| Saved entries |
__________________________________________________

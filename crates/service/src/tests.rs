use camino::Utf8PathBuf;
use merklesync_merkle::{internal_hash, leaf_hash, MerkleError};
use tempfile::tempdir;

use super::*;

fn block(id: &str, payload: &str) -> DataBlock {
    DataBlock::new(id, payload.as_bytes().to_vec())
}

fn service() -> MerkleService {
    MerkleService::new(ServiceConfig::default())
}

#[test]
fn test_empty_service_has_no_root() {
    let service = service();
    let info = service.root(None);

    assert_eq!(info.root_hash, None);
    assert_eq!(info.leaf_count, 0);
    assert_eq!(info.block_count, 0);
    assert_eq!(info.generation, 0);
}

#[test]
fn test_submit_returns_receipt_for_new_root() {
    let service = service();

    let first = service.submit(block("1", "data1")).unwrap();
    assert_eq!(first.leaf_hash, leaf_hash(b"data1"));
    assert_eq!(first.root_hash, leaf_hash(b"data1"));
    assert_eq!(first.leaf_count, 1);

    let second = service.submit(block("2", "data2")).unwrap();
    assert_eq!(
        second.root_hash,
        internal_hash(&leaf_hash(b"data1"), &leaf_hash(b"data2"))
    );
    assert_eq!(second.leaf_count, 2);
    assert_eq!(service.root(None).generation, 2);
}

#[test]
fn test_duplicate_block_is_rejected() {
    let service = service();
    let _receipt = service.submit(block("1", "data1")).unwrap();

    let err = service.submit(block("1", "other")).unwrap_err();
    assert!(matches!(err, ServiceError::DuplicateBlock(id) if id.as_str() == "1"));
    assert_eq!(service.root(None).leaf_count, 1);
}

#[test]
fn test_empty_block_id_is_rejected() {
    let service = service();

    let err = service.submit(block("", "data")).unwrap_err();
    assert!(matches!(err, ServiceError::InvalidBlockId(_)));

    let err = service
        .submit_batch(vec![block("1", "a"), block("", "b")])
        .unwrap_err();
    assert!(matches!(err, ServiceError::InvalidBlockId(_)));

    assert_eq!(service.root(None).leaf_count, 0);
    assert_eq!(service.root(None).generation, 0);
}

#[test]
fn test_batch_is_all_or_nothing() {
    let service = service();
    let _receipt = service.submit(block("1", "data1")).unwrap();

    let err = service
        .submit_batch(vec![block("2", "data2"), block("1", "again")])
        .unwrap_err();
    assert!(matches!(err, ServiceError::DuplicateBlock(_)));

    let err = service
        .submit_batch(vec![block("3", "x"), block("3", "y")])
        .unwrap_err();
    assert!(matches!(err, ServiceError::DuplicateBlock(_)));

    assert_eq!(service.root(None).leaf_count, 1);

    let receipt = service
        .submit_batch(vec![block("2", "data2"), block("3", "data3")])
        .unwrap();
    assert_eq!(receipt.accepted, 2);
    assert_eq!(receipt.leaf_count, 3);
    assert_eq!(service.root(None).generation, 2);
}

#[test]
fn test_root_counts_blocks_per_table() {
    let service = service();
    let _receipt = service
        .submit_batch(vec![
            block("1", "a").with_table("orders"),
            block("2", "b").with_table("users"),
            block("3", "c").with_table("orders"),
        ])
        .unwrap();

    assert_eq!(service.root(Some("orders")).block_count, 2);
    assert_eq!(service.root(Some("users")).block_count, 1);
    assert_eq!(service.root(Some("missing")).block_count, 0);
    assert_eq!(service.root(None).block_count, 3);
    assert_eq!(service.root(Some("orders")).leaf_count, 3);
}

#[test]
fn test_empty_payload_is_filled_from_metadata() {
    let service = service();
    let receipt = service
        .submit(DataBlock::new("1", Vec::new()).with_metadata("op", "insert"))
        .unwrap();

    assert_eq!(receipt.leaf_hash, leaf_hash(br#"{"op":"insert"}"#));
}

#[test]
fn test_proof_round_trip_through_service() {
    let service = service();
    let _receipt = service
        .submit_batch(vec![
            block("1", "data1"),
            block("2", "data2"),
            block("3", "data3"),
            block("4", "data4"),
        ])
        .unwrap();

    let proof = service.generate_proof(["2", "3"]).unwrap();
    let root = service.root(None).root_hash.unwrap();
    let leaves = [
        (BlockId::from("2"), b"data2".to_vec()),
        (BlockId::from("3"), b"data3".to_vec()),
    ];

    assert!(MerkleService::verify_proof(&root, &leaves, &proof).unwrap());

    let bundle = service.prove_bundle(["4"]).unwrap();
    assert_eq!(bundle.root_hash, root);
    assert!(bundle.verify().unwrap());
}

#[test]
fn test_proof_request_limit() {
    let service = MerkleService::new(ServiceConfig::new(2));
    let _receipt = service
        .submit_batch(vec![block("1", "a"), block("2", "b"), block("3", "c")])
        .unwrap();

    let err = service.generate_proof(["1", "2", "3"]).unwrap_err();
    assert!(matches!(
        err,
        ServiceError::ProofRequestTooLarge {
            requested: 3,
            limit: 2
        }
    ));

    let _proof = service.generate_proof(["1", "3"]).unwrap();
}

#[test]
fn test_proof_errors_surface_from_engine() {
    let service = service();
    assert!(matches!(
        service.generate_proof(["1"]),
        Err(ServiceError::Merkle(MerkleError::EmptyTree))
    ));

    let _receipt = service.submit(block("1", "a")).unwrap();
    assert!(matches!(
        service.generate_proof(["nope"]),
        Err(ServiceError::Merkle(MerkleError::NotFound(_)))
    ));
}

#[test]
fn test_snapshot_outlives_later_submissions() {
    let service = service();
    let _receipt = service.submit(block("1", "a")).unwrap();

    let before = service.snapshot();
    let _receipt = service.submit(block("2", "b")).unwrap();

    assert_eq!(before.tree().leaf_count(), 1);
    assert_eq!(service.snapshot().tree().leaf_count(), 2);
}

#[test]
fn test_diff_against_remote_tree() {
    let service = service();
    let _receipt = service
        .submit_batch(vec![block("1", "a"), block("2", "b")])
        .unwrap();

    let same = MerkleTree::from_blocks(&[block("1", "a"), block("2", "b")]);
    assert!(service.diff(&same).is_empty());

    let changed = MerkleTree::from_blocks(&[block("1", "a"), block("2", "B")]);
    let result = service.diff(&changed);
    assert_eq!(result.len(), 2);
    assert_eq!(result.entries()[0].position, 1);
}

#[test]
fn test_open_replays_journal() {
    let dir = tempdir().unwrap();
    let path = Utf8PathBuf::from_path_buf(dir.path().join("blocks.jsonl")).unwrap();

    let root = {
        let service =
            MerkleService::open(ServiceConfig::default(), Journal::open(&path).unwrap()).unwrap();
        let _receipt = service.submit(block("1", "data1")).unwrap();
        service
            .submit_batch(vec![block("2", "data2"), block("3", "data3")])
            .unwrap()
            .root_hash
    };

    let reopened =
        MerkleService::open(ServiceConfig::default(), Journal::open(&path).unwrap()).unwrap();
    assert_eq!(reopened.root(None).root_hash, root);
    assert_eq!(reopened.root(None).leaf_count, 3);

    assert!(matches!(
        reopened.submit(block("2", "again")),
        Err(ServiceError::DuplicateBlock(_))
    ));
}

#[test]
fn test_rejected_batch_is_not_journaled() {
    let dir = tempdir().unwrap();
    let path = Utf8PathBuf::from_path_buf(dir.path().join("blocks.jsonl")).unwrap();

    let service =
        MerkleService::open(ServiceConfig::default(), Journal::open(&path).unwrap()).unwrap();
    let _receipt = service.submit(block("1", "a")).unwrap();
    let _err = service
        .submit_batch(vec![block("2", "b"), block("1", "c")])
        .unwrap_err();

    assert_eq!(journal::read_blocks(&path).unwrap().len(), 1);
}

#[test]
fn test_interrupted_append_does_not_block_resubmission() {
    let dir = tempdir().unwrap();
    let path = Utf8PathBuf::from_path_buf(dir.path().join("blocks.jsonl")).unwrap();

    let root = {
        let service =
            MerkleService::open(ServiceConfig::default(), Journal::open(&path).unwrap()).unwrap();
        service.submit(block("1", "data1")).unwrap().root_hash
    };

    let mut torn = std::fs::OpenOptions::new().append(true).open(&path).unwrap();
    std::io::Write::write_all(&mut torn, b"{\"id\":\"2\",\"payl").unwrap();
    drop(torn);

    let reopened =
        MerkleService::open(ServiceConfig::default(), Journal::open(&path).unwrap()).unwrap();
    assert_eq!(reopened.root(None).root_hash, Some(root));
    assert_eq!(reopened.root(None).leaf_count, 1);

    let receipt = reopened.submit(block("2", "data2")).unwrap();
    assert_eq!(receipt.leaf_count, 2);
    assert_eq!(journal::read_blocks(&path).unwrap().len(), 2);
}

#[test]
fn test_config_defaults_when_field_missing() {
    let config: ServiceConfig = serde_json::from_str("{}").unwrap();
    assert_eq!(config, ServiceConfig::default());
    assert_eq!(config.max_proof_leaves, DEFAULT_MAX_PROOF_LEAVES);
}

__________________________________________________

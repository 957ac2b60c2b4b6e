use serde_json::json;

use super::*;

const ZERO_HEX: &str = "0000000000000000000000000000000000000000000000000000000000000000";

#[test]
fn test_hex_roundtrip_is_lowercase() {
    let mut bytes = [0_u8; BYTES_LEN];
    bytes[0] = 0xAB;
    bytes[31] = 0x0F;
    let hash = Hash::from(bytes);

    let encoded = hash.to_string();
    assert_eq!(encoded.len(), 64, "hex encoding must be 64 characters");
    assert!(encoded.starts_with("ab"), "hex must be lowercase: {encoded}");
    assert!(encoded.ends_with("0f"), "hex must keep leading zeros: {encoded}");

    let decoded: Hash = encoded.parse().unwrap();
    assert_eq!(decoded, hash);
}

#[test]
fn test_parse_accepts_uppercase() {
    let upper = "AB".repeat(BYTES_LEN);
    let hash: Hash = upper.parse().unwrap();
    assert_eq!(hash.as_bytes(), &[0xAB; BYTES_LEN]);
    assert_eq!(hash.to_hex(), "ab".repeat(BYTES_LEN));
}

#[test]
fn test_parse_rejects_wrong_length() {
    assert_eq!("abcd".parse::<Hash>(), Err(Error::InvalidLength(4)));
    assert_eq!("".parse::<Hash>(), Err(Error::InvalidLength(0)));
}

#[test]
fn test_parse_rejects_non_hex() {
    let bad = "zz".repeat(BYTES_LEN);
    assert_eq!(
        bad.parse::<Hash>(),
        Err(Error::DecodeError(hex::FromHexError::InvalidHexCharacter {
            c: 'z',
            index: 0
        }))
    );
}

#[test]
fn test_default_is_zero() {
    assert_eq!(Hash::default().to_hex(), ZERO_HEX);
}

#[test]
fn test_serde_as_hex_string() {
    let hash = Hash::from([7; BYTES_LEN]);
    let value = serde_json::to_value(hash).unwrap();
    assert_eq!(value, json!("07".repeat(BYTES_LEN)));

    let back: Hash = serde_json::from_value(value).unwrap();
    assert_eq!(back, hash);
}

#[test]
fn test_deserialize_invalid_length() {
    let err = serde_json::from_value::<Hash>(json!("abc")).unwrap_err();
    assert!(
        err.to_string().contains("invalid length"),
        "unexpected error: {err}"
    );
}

__________________________________________________

| Task prompt |
What is needed is every line of the records above that contains the word "DataBlock".

| Completed task |
fn block(id: &str, payload: &str) -> DataBlock {
    DataBlock::new(id, payload.as_bytes().to_vec())
        .submit(DataBlock::new("1", Vec::new()).with_metadata("op", "insert"))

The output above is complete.